Université d'Alger, vers 2000: la scolarisation des filles, en Algérie comme en Tunisie, débouche sur une autonomie nouvelle

Université d’Alger, vers 2000: la scolarisation des filles, en Algérie comme en Tunisie, débouche sur une autonomie nouvelle pour celles-ci

 

Kamel Kateb, sociologue, nous dit que « le socle familial » n’avait pas été cassé par la colonisation, et que c’est la scolarisation de l’Algérie indépendante qui l’a fait, essentiellement parce que la scolarisation des filles est à l’origine de la baisse de fécondité, fin du pouvoir des hommes sur les femmes et des vieilles sur les jeunes. L’écart d’éducation entre générations est maximal chez les filles, le mariage entre cousins ne se maintient que pour les filles peu scolarisées. Il reste cependant un volant de plus d’un million d’enfants non scolarisés, qui en général travaillent dans des secteurs défavorisés, alors qu’aux différents niveaux de sortie du système scolaire le chômage est partout présent. L’emploi public, le plus prisé, se dévalorise en terme de revenus tandis que pour le privé, lent à se développer, la formation scolaire publique est largement inadaptée. Pour les élites, comme en Tunisie ou au Maroc, on fait éduquer les enfants dans des écoles privées et à tous les niveaux les stratégies reposent sur un usage renforcé du français, en s’appuyant sur « la mission » culturelle de l’ambassade de France comme sur les possibilités d’envoi des adolescents en France-même. Ou dans d’autres pays, Etats-Unis en tête

Tunisie et Maroc, la génération de l’ouverture (1956-1975)

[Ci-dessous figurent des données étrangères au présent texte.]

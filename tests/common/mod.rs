//! Common test utilities for the integration tests
//!
//! # Usage
//!
//! ```ignore
//! mod common;
//! use common::{FakeClock, ScriptedExecutor};
//!
//! #[test]
//! fn my_test() {
//!     let clock = FakeClock::new();
//!     let exec = ScriptedExecutor::new(clock.clone())
//!         .placeholder("x")
//!         .op("y", Duration::from_millis(1));
//!     // ... wrap in GraphRuntimeDebug and drive it ...
//! }
//! ```

#![allow(dead_code)]

// Submodules
mod fixtures;
mod tempfile_helpers;

pub use fixtures::*;
pub use serial_test::serial;
pub use tempfile_helpers::*;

Au pouvoir à Tunis, des hommes de double culture. Bourguiba est un ancien de Sadiki, puis de Carnot, qui a fait son droit à Paris. Son équipe politique a le même profil, y compris quelques jeunes agrégés d’arabe et autres enseignants. Il cantonne la Zitouna dans le rôle d’une faculté de théologie. Un effort massif scolarise dans le primaire, en 1970, 85% des garçons et 50% des filles. Le taut de scolarisation secondaire est à ce moment quadruple de celui du Maroc, une école normale supérieure est crée dès 1956 pour former les enseignants du secondaire, ce qui dix ans plus tard réduit à la moitié la part des enseignants coopérants français. Grâce à la tradition de Sadiki, la fonction enseignante est socialement valorisée. L’université de Tunis nait en 1960.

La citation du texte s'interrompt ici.